◆ **GIVEN RECORDS**:
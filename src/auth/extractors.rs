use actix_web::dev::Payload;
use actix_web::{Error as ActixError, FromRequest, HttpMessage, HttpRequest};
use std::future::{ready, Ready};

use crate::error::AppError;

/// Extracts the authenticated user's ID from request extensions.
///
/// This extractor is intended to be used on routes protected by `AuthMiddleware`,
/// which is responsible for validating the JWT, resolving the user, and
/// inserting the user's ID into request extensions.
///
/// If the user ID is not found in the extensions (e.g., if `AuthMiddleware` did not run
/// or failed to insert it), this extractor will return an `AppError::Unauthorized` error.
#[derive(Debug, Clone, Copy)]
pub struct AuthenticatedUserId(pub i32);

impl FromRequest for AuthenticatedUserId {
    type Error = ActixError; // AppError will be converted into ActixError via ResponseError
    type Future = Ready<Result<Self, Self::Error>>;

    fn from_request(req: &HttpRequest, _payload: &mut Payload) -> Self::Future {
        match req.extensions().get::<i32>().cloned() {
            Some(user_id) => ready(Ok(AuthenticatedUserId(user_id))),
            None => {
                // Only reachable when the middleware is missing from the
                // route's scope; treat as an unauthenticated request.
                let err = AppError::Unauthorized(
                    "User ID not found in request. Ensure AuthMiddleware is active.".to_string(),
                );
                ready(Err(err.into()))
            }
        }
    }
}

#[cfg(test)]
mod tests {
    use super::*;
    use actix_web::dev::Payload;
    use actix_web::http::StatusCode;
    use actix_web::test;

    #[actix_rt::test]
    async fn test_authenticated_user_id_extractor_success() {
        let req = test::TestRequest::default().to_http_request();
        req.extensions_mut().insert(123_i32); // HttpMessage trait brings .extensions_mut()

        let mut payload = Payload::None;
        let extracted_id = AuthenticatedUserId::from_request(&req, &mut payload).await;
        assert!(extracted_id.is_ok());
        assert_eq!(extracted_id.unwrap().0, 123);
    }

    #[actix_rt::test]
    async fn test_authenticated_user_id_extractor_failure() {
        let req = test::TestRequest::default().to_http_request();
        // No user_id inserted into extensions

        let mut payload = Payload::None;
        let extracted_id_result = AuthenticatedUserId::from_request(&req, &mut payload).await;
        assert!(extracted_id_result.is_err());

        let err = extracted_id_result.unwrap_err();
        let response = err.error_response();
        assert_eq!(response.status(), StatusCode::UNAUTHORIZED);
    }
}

---

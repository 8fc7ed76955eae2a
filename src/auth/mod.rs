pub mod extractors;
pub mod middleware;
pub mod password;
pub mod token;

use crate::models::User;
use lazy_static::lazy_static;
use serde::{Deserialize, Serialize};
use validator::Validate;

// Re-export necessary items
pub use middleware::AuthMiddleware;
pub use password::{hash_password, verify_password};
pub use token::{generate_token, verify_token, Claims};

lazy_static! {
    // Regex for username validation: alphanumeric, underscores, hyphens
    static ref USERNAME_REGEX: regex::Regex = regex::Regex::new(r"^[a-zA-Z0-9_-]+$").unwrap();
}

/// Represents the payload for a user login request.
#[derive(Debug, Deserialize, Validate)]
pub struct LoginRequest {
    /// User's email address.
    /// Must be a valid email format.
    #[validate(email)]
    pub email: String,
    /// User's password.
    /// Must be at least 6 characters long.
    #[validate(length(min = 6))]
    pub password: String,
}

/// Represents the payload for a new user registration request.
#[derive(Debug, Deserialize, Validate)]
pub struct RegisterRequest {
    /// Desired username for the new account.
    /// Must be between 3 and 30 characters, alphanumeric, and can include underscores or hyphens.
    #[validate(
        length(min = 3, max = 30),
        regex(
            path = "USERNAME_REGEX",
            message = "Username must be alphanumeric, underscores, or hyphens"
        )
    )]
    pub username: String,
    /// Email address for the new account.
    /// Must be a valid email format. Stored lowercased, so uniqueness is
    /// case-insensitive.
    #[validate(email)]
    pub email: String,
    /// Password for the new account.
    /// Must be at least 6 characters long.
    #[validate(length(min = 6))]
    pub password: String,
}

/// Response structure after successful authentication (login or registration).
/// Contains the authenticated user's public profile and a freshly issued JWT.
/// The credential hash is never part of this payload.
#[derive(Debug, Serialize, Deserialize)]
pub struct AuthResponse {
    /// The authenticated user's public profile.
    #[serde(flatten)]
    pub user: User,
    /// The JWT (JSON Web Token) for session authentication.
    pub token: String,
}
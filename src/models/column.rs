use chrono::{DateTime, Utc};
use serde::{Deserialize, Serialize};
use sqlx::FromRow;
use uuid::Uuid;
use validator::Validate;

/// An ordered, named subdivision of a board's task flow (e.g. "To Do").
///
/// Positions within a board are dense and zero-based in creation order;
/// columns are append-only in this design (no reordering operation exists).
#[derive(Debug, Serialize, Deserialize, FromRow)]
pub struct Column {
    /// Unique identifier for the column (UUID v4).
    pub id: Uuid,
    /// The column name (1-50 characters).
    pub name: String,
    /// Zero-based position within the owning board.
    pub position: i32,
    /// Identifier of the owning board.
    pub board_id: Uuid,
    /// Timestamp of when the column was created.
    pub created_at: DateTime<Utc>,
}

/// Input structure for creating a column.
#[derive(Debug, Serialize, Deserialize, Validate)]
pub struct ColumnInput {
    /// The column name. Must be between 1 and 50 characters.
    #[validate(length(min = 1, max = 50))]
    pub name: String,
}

==

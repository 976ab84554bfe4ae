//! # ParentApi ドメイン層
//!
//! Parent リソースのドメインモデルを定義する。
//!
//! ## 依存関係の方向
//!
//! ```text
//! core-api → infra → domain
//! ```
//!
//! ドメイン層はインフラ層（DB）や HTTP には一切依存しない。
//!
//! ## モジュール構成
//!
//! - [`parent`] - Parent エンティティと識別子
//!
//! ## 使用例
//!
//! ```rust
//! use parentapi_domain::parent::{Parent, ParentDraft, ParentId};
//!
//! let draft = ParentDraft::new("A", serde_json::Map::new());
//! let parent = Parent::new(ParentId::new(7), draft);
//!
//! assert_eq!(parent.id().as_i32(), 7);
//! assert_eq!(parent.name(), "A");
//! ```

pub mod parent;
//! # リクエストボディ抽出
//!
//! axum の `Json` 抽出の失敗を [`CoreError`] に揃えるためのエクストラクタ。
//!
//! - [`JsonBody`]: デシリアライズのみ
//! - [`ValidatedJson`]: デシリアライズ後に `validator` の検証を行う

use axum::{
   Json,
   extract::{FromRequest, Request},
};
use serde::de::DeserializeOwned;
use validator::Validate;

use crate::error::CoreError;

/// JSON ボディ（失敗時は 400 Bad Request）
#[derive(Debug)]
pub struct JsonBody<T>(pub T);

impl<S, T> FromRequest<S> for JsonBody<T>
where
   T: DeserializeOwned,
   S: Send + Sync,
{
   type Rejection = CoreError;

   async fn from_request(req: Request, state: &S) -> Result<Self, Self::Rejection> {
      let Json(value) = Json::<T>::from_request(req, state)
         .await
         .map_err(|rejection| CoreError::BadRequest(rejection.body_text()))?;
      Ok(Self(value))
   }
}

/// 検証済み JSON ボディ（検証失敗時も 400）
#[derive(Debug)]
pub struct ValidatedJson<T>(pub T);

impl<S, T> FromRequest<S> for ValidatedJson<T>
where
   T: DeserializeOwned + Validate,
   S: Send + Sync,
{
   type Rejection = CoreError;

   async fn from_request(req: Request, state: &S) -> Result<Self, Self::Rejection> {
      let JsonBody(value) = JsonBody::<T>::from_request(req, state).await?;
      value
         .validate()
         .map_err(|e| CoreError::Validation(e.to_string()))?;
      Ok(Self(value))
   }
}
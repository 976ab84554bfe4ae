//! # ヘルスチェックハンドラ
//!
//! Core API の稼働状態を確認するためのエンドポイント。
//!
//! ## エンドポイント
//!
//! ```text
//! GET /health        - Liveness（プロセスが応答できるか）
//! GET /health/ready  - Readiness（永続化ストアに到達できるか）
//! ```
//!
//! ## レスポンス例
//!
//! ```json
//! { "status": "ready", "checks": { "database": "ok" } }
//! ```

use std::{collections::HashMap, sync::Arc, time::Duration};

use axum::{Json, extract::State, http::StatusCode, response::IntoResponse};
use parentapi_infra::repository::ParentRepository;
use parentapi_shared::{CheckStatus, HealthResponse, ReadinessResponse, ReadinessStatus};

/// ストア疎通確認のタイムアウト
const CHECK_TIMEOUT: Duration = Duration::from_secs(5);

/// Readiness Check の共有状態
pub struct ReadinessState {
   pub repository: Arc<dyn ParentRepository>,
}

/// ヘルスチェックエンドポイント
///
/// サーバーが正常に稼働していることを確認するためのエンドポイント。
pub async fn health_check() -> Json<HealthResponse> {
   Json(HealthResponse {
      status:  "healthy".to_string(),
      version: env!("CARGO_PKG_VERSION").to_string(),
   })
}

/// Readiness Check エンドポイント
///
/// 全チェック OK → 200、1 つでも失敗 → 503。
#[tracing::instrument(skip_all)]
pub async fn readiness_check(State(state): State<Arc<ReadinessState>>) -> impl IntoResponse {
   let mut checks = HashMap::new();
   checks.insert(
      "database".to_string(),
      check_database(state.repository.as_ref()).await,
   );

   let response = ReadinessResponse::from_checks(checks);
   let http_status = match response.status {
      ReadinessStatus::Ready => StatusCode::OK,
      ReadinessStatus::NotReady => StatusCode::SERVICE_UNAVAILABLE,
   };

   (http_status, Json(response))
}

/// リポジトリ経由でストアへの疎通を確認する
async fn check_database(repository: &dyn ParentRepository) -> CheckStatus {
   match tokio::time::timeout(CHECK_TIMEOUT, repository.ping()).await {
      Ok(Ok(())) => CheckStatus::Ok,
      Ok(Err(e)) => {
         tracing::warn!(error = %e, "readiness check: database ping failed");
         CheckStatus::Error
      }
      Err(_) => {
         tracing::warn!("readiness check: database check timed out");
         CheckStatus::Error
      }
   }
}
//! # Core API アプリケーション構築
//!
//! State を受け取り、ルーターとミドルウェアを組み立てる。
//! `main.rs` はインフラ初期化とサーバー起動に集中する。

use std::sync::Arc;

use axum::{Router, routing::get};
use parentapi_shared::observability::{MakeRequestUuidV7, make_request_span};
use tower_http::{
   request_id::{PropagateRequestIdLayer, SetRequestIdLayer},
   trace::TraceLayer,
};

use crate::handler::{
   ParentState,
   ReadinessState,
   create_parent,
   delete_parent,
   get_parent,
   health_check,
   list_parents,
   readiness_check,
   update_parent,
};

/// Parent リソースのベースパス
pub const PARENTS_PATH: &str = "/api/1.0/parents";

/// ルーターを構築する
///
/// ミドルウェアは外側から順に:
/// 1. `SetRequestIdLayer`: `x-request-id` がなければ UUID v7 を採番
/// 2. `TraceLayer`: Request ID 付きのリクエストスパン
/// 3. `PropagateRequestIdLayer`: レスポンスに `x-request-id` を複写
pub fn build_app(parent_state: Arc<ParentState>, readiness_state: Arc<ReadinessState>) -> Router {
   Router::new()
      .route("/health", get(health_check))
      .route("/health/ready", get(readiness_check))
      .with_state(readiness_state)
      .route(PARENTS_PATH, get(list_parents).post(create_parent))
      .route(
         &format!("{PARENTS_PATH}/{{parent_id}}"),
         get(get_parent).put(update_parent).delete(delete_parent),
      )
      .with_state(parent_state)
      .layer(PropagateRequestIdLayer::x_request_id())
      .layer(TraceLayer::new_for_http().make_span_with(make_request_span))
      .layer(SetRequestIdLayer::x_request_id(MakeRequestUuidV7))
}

◆ **TASK REQUIREMENTS**: Each line that mentions the string "ParentRepository" must be copied from the listing.

◆ **OUTPUT OF THE TASK**:
use parentapi_infra::repository::ParentRepository;
   pub repository: Arc<dyn ParentRepository>,
async fn check_database(repository: &dyn ParentRepository) -> CheckStatus {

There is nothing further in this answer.